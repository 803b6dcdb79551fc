//! Rule-based field extractors for receipt text.

pub mod amounts;
pub mod category;
pub mod dates;
pub mod merchant;
pub mod patterns;

pub use amounts::{extract_amounts, parse_amount, AmountExtractor, ReceiptAmounts};
pub use category::{CategoryClassifier, CATEGORY_RULES};
pub use dates::DateExtractor;
pub use merchant::{MerchantExtractor, MerchantPolicy, UNKNOWN_MERCHANT};

/// Trait for field extractors.
pub trait FieldExtractor {
    /// The type of value this extractor produces.
    type Output;

    /// Extract the field from text.
    fn extract(&self, text: &str) -> Option<Self::Output>;

    /// Extract all occurrences of the field.
    fn extract_all(&self, text: &str) -> Vec<Self::Output>;
}
//! Keyword rules mapping receipt text to a spending category.
//!
//! Deterministic substring rules cover the common Taiwanese chains and
//! generic bilingual vocabulary; no model needed for the default path.

use crate::models::receipt::Category;

/// Ordered rule table. Evaluation stops at the first category whose
/// keyword set has a substring match, so the order is the priority.
pub const CATEGORY_RULES: &[(Category, &[&str])] = &[
    (
        Category::Food,
        &[
            "餐廳",
            "restaurant",
            "cafe",
            "coffee",
            "食堂",
            "buffet",
            "麥當勞",
            "肯德基",
            "星巴克",
            "starbucks",
            "便當",
            "小吃",
            "飲料",
            "茶",
            "飯店",
        ],
    ),
    (
        Category::Grocery,
        &[
            "超市",
            "超商",
            "7-11",
            "7-eleven",
            "全家",
            "萊爾富",
            "ok mart",
            "家樂福",
            "好市多",
            "costco",
            "全聯",
            "便利商店",
        ],
    ),
    (
        Category::Transport,
        &[
            "uber", "計程車", "taxi", "捷運", "高鐵", "台鐵", "公車", "停車", "車隊",
        ],
    ),
    (
        Category::Shopping,
        &[
            "百貨", "商場", "mall", "outlet", "購物", "服飾", "鞋", "包",
        ],
    ),
    (
        Category::Entertainment,
        &["電影", "cinema", "ktv", "遊樂", "健身", "spa", "按摩"],
    ),
    (
        Category::Medical,
        &["醫院", "診所", "藥局", "pharmacy", "健保"],
    ),
];

/// Rule-based spending-category classifier.
pub struct CategoryClassifier;

impl CategoryClassifier {
    pub fn new() -> Self {
        Self
    }

    /// Map a merchant name and raw receipt text to exactly one
    /// category.
    ///
    /// Matching is pure substring containment over the lowercased
    /// combined input, not tokenized matching: a keyword inside a
    /// longer unrelated word still counts. That is the documented
    /// behavior of the rule set, not an accident.
    pub fn classify(&self, merchant_name: &str, raw_text: &str) -> Category {
        let haystack = format!("{merchant_name} {raw_text}").to_lowercase();

        for (category, keywords) in CATEGORY_RULES {
            if keywords.iter().any(|keyword| haystack.contains(keyword)) {
                return *category;
            }
        }

        Category::Other
    }
}

impl Default for CategoryClassifier {
    fn default() -> Self {
        Self::new()
    }
}
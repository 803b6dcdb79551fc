//! Core library for Taiwanese receipt parsing.
//!
//! This crate turns unstructured OCR text from a photographed receipt
//! into a structured record and assigns a spending category:
//! - Amount extraction (總計/小計 labels, NT$ markers, fallbacks)
//! - Purchase-date extraction, including Minguo (ROC) calendar years
//! - Merchant-name inference from layout heuristics
//! - Keyword-based spending categories with an optional model seam
//!
//! Image capture, OCR, persistence and UI are external collaborators;
//! the contract here starts once a text string exists. Parsing is a
//! synchronous pure computation and is safe to run concurrently for
//! independent inputs.

pub mod classify;
pub mod error;
pub mod models;
pub mod receipt;

pub use classify::{DateDetector, ExpenseModel, OrganizationDetector};
pub use error::ClassifyError;
pub use models::receipt::{Bill, Category, ParsedReceipt};
pub use receipt::rules::{MerchantPolicy, UNKNOWN_MERCHANT};
pub use receipt::ReceiptParser;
═══
Instructions to follow: Look at the records above. Copy every line where the string "spending" occurs.

Output of the task:
//! Keyword rules mapping receipt text to a spending category.
/// Rule-based spending-category classifier.
//! into a structured record and assigns a spending category:
//! - Keyword-based spending categories with an optional model seam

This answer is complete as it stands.